» **Records shown**
----------------------------------------
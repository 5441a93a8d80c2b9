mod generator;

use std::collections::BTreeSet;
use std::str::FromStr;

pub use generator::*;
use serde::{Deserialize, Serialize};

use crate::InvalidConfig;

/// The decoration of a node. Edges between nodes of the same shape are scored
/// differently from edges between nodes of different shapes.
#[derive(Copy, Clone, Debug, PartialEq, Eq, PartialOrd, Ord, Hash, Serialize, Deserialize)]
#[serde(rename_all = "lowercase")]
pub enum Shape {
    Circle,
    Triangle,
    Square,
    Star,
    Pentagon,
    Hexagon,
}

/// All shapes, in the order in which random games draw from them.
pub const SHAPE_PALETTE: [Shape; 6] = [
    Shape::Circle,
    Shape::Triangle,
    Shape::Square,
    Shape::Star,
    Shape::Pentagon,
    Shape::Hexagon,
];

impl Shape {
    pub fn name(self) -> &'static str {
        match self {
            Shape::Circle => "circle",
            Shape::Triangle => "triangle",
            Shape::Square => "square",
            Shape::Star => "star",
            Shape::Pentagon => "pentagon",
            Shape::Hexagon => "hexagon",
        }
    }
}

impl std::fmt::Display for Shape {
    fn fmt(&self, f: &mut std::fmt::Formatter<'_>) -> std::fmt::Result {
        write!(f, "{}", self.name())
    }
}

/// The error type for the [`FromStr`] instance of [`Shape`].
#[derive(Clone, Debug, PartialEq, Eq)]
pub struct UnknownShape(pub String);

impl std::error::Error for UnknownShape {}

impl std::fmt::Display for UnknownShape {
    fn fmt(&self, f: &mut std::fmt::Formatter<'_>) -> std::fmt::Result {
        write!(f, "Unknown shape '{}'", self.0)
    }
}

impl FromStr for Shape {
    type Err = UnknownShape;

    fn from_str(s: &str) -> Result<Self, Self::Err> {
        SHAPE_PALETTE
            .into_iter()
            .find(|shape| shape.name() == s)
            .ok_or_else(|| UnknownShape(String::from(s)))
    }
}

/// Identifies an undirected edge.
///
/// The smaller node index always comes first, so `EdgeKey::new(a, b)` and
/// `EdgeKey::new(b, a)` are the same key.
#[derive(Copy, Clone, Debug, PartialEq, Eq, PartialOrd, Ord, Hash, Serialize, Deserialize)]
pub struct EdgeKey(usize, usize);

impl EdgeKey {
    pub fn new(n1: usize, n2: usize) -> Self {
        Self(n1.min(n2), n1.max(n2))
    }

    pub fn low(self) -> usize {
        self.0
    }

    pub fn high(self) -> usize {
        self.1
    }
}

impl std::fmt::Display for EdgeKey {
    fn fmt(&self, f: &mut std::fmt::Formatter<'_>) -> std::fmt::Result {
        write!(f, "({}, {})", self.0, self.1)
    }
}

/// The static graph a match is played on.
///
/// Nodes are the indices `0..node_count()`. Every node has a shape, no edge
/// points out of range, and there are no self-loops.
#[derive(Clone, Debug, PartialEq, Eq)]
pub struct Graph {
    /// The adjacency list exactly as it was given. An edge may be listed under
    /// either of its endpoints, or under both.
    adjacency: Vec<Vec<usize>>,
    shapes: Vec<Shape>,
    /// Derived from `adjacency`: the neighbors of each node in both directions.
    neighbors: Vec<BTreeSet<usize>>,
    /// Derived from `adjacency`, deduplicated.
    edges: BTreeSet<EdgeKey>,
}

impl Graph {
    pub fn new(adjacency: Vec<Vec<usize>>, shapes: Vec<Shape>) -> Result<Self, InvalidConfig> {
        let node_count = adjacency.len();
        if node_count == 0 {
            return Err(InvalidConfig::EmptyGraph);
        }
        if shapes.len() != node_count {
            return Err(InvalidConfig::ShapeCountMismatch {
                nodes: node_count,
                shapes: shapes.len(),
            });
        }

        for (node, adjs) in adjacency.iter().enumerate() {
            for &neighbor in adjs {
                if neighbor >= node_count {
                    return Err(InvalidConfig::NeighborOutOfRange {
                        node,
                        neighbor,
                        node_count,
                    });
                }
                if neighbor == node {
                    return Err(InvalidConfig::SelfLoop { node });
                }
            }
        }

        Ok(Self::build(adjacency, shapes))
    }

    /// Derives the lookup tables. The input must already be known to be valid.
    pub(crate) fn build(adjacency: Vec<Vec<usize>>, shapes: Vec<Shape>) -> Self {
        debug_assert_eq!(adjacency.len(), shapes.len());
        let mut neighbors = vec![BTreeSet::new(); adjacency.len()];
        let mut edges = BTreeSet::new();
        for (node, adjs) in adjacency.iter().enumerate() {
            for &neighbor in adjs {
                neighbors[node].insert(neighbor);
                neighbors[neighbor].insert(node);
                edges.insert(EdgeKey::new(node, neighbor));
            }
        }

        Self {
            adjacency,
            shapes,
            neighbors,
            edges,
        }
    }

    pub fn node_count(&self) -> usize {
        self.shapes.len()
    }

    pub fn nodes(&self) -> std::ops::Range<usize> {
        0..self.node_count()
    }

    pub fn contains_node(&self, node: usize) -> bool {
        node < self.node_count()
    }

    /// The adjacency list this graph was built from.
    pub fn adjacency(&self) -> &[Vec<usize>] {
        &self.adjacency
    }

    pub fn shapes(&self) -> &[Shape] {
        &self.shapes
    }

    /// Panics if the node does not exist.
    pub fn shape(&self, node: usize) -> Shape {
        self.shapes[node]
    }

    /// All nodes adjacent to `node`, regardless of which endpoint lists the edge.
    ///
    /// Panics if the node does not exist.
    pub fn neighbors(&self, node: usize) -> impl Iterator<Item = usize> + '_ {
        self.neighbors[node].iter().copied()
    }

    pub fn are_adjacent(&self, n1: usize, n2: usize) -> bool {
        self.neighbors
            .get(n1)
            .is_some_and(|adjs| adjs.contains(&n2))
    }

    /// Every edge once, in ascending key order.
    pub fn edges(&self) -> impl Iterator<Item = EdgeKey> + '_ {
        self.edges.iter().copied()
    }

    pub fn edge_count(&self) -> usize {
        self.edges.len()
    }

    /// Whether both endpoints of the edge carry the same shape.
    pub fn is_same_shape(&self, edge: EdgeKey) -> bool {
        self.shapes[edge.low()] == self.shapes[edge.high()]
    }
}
----------------------------------------
» **Your goal**
Go through the listing above and list every line that has the word "both".

» **Answer section**
    /// either of its endpoints, or under both.
    /// Derived from `adjacency`: the neighbors of each node in both directions.
    /// Whether both endpoints of the edge carry the same shape.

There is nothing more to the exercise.